Here’s my two cents: it’s time to put the Shuttle away for good.
I haven’t always felt this way. As a kid I was captivated by manned space flight. I even managed to win a national essay contest on the subject, and get sent to Space Camp in Montgomery, Alabama — a real thrill for any pre-teen space geek, I can tell you! And as someone who hails from Dayton, Ohio — the Birthplace of Aviation — I have a strong emotional connection to the idea of flight as a liberating experience, and something humans should pursue just because they can.
However, over the years, I’ve come to feel that the Shuttle isn’t just a poor way to pursue that dream; it’s the antithesis of that dream. It’s a bureaucratic nightmare whose longevity has risked the lives of hundreds of brave scientists and aviators, and stifled innovation in space flight, for no definable purpose. It is, in short, a travesty.
Don’t believe me? Consider how the Shuttle was originally sold to the American public: as a simple, affordable “space truck” that could reduce the cost of getting people and cargo into space, while simultaneously increasing safety and reliability. Now look at the reality of what we’ve gotten for our investment — a ship that is both more expensive than using disposable rockets, and less reliable.
Want proof? Read these:
- Beam Me Out of this Death Trap, Scotty
- The Space Shuttle Must Be Stopped
- When, Not If, We Lose Another Shuttle — What Then? (Requires Adobe Acrobat Reader)
The Shuttle is an engineering marvel. So was the Spruce Goose — but you don’t see anybody demanding that the government keep that contraption flying.
Even with the Shuttle’s perpetual maintenance problems and incredibly inflated operating costs (know anyone who can defend $1 billion per shot as “affordable”?), though, in my mind it boils down to one thing: the objective. I don’t mind asking people to risk their lives, if it’s to do something so amazing, so groundbreaking, that the risk is worth it. The perfect example of this would be the trips to the Moon — those were a turning point in human history, something the entire human race can look on with pride and awe.
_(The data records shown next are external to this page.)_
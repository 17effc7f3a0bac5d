// Die vier frei nutzbaren I/O-Pins (D0, D5, D6, D7)

use board_core::{IoPin, PinDirection, PinIo};
use esp_hal::gpio::{Flex, InputConfig, Level, OutputConfig, Pull};

/// Flex-Pins, damit jeder Pin zur Laufzeit zwischen Eingang und Ausgang
/// wechseln kann (LED-Effekt vs. Taster)
pub struct BoardPins {
    pins: [Flex<'static>; 4],
}

impl BoardPins {
    /// Reihenfolge wie [`IoPin::ALL`]
    pub fn new(pins: [Flex<'static>; 4]) -> Self {
        Self { pins }
    }
}

impl PinIo for BoardPins {
    fn configure(&mut self, pin: IoPin, direction: PinDirection) {
        let flex = &mut self.pins[pin.index()];
        match direction {
            PinDirection::InputPullUp => {
                flex.set_output_enable(false);
                flex.apply_input_config(&InputConfig::default().with_pull(Pull::Up));
                flex.set_input_enable(true);
            }
            PinDirection::Output => {
                flex.set_input_enable(false);
                flex.apply_output_config(&OutputConfig::default());
                flex.set_level(Level::Low);
                flex.set_output_enable(true);
            }
        }
    }

    fn set_level(&mut self, pin: IoPin, high: bool) {
        self.pins[pin.index()].set_level(Level::from(high));
    }

    fn is_low(&mut self, pin: IoPin) -> bool {
        self.pins[pin.index()].is_low()
    }
}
In contrast, what is the objective of the Shuttle program? Nobody knows! A variety of rationales have been trotted out over the years, with each being discarded as reality proved them impractical. The Shuttle was supposed to be able to bring damaged satellites back to Earth for repair — until it turned out that nobody wanted to do that (it’s cheaper just to loft a replacement on a disposable rocket). It was supposed to provide opportunities for groundbreaking research — but its voyages are typically too few and far between for real science to be done. It was supposed to enable us to build a space station to act as a permananent human home in space — but the station that we ended up with could just as easily be serviced by old-style capsules (as the Russians have done quite successfully with their aging Soyuz craft).
In short, the Shuttle is a fantastic piece of engineering with no reason to exist. Nobody can articulate what it does better than conventional rockets — and yet we have continued to ask brave people to risk their lives on it. For what? For junk science, P.R. stunts, and so on? For this we put the lives of our best and bravest at risk?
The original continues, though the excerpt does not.